SINGAPORE: Singapore will continue to freeze its vehicle population growth for another year due to uncertainty over travel demand patterns amid the COVID-19 situation, said the Land Transport Authority (LTA) on Thursday (Aug 13).
The growth cap for all private passenger cars and motorcycles – those in Categories A, B and D – will remain at 0 per cent per annum until the end of January 2022, said LTA.
Singapore announced in 2017 that it would cut the vehicle growth rate (VGR) to zero from 0.25 per cent per annum for private cars and motorcycles, citing "land constraints" and a commitment to "continually improve our public transport system".
The zero growth rate, which took effect from February 2018, was set to be reviewed this year.

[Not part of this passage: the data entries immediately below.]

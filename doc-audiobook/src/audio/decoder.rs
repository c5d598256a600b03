//! MP3 decoding of backend responses.

use super::{AudioError, AudioSegment};
use std::io::Cursor;
use symphonia::core::audio::SampleBuffer;
use symphonia::core::codecs::{CODEC_TYPE_NULL, DecoderOptions};
use symphonia::core::errors::Error as SymphoniaError;
use symphonia::core::formats::FormatOptions;
use symphonia::core::io::MediaSourceStream;
use symphonia::core::meta::MetadataOptions;
use symphonia::core::probe::Hint;

/// Turns encoded audio returned by a speech backend into PCM.
pub trait AudioDecoder: Send + Sync {
    fn decode(&self, bytes: &[u8]) -> Result<AudioSegment, AudioError>;
}

/// MP3 decoder built on symphonia.
#[derive(Debug, Default, Clone, Copy)]
pub struct Mp3Decoder;

impl AudioDecoder for Mp3Decoder {
    fn decode(&self, bytes: &[u8]) -> Result<AudioSegment, AudioError> {
        let mss = MediaSourceStream::new(Box::new(Cursor::new(bytes.to_vec())), Default::default());

        let mut hint = Hint::new();
        hint.with_extension("mp3");

        let probed = symphonia::default::get_probe()
            .format(
                &hint,
                mss,
                &FormatOptions::default(),
                &MetadataOptions::default(),
            )
            .map_err(|e| AudioError::Decode(e.to_string()))?;
        let mut format = probed.format;

        let track = format
            .tracks()
            .iter()
            .find(|t| t.codec_params.codec != CODEC_TYPE_NULL)
            .ok_or_else(|| AudioError::Decode("no supported audio track".to_string()))?;
        let track_id = track.id;

        let mut decoder = symphonia::default::get_codecs()
            .make(&track.codec_params, &DecoderOptions::default())
            .map_err(|e| AudioError::Decode(format!("unsupported codec: {}", e)))?;

        let mut samples: Vec<i16> = Vec::new();
        let mut sample_rate = track.codec_params.sample_rate.unwrap_or(0);
        let mut channels = track
            .codec_params
            .channels
            .map(|c| c.count() as u16)
            .unwrap_or(0);

        loop {
            let packet = match format.next_packet() {
                Ok(packet) => packet,
                Err(SymphoniaError::IoError(e))
                    if e.kind() == std::io::ErrorKind::UnexpectedEof =>
                {
                    break;
                }
                Err(e) => return Err(AudioError::Decode(e.to_string())),
            };

            if packet.track_id() != track_id {
                continue;
            }

            match decoder.decode(&packet) {
                Ok(decoded) => {
                    let spec = *decoded.spec();
                    sample_rate = spec.rate;
                    channels = spec.channels.count() as u16;
                    let mut buffer = SampleBuffer::<i16>::new(decoded.capacity() as u64, spec);
                    buffer.copy_interleaved_ref(decoded);
                    samples.extend_from_slice(buffer.samples());
                }
                // A corrupt frame is skipped, the rest of the stream is still usable.
                Err(SymphoniaError::DecodeError(e)) => {
                    log::debug!("Skipping undecodable MP3 frame: {}", e);
                }
                Err(e) => return Err(AudioError::Decode(e.to_string())),
            }
        }

        if samples.is_empty() {
            return Err(AudioError::Decode("no audio frames in stream".to_string()));
        }

        Ok(AudioSegment::new(samples, sample_rate, channels))
    }
}

/// Decoder for tests: every response byte becomes one 8 kHz mono sample.
#[cfg(test)]
pub(crate) struct BytesDecoder;

#[cfg(test)]
impl AudioDecoder for BytesDecoder {
    fn decode(&self, bytes: &[u8]) -> Result<AudioSegment, AudioError> {
        if bytes.is_empty() {
            return Err(AudioError::Decode("no audio".to_string()));
        }
        Ok(AudioSegment::new(
            bytes.iter().map(|b| *b as i16).collect(),
            8_000,
            1,
        ))
    }
}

"Given the uncertainty over how travel demand patterns will evolve amidst the COVID-19 situation, the Land Transport Authority will extend the validity of the current vehicle growth rate by one year until 31 January 2022," said LTA in a press release.
It added that the growth rate ensures that Singapore's vehicle population growth is "tempered and supports the development of a sustainable and liveable environment for Singaporeans”.
The growth rate for goods vehicles and buses in Category C remains unchanged at 0.25 per cent per annum.
LTA added that the extension of the current growth rate will not have any impact on the supply of Certificate of Entitlements (COEs), as the COE quota is determined largely by the number of vehicle deregistrations.